3.         Brown's Exception Nos. 4, 5, and 6 are directed to Findings of Fact Paragraphs 8, 10, and 12, although, as Kelly points out, Brown's basis for excepting is not that the findings are not based upon competent substantial evidence in the record.  Nor does he suggest that they fail to comply with the essential requirements of law.  Instead, Exception Nos. 4, 5, and 6 are concerned with the weight the ALJ placed on the findings and the inferences she drew therefrom, all of which are permissible and within her sole province.  Heifetz, supra.  Accordingly, Exception Nos. 4, 5, and 6 are denied.

4.         Exception No. 7 is directed to Conclusions of Law Paragraphs 19 through 24.  In this Exception, counsel for Brown continues to argue that the Commission's interpretation of Section 112.317(8), Florida Statutes, is incorrect and that the New York Times v. Sullivan standard for "actual malice" does not apply to attorney's fee proceedings arising from ethics complaints.  The remainder of Brown's Exception No. 7 consists of Brown reweighing the evidence and substituting his findings of fact and conclusions of law to support his position that he is entitled to attorney's fees and costs under Section 112.317(8), Florida Statutes. 

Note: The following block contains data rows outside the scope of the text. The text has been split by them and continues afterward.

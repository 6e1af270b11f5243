//! Durable session storage.
//!
//! Persists the bearer token and the cached identity as two `localStorage`
//! entries. The pair is all-or-nothing: `load` never yields a token without
//! an identity or vice versa, and anything unreadable counts as logged out.
//! Requires a browser environment; outside one the store reads as empty.

#[cfg(test)]
#[path = "session_test.rs"]
mod session_test;

use crate::net::types::User;

#[cfg(feature = "hydrate")]
const TOKEN_KEY: &str = "teamboard_token";
#[cfg(feature = "hydrate")]
const USER_KEY: &str = "teamboard_user";

/// What the store currently holds. Either both fields are set or neither is.
#[derive(Clone, Debug, Default, PartialEq, Eq)]
pub struct StoredSession {
    pub token: Option<String>,
    pub user: Option<User>,
}

impl StoredSession {
    /// Combine the two raw storage entries into a session. Returns the empty
    /// session unless the token is present and the identity JSON parses.
    pub fn decode(token: Option<String>, user_json: Option<String>) -> Self {
        let (Some(token), Some(raw)) = (token, user_json) else {
            return Self::default();
        };
        match serde_json::from_str::<User>(&raw) {
            Ok(user) => Self { token: Some(token), user: Some(user) },
            Err(_) => Self::default(),
        }
    }
}

/// Serialize an identity for storage.
pub fn encode_user(user: &User) -> String {
    serde_json::to_string(user).unwrap_or_default()
}

/// Persist a session: token and identity together.
pub fn save(token: &str, user: &User) {
    #[cfg(feature = "hydrate")]
    {
        if let Some(storage) = local_storage() {
            let _ = storage.set_item(TOKEN_KEY, token);
            let _ = storage.set_item(USER_KEY, &encode_user(user));
        }
    }
    #[cfg(not(feature = "hydrate"))]
    {
        let _ = (token, user);
    }
}

/// Read the persisted session. Malformed entries are wiped and read as an
/// empty session rather than surfacing a parse error.
pub fn load() -> StoredSession {
    #[cfg(feature = "hydrate")]
    {
        let Some(storage) = local_storage() else {
            return StoredSession::default();
        };
        let token = storage.get_item(TOKEN_KEY).ok().flatten();
        let raw_user = storage.get_item(USER_KEY).ok().flatten();
        let had_user = raw_user.is_some();

        let session = StoredSession::decode(token, raw_user);
        if had_user && session.user.is_none() {
            log::warn!("stored session was unreadable; treating as logged out");
            clear();
        }
        session
    }
    #[cfg(not(feature = "hydrate"))]
    {
        StoredSession::default()
    }
}

/// Remove both entries.
pub fn clear() {
    #[cfg(feature = "hydrate")]
    {
        if let Some(storage) = local_storage() {
            let _ = storage.remove_item(TOKEN_KEY);
            let _ = storage.remove_item(USER_KEY);
        }
    }
}

#[cfg(feature = "hydrate")]
fn local_storage() -> Option<web_sys::Storage> {
    web_sys::window().and_then(|window| window.local_storage().ok().flatten())
}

Kelly contends in his response that further argument is neither necessary nor appropriate, that Brown mischaracterizes the significance of the no probable cause finding, and that Brown's vigorous attempts to collect attorney's fees from Kelly (not the underlying ethics complaint itself) is what has cost the taxpayers of Santa Rosa County significant sums of money.

Brown's Exception No. 7 is denied.  The Conclusions of Law in the Amended Recommended Order, including the ones excepted to by Brown, are legally correct and without error.  If our decision to remand this case to DOAH stands for anything, it stands for the proposition that the Commission will not violate the standards of review set forth in Section 120.569(1)(l), Florida Statutes, by engaging in additional fact-finding to reach a contrary result where the record, as here, contains competent substantial evidence to support the findings of fact, where the proceedings complied with the essential requirements of law, and where the conclusions of law are, as here, legally correct.

FINDINGS OF FACT

            The Findings of Fact as set forth in the Amended Recommended Order are approved, adopted, and incorporated herein by reference.

CONCLUSIONS OF LAW

            1.         The Conclusions of Law as set forth in the Amended Recommended Order are approved, adopted, and incorporated by reference.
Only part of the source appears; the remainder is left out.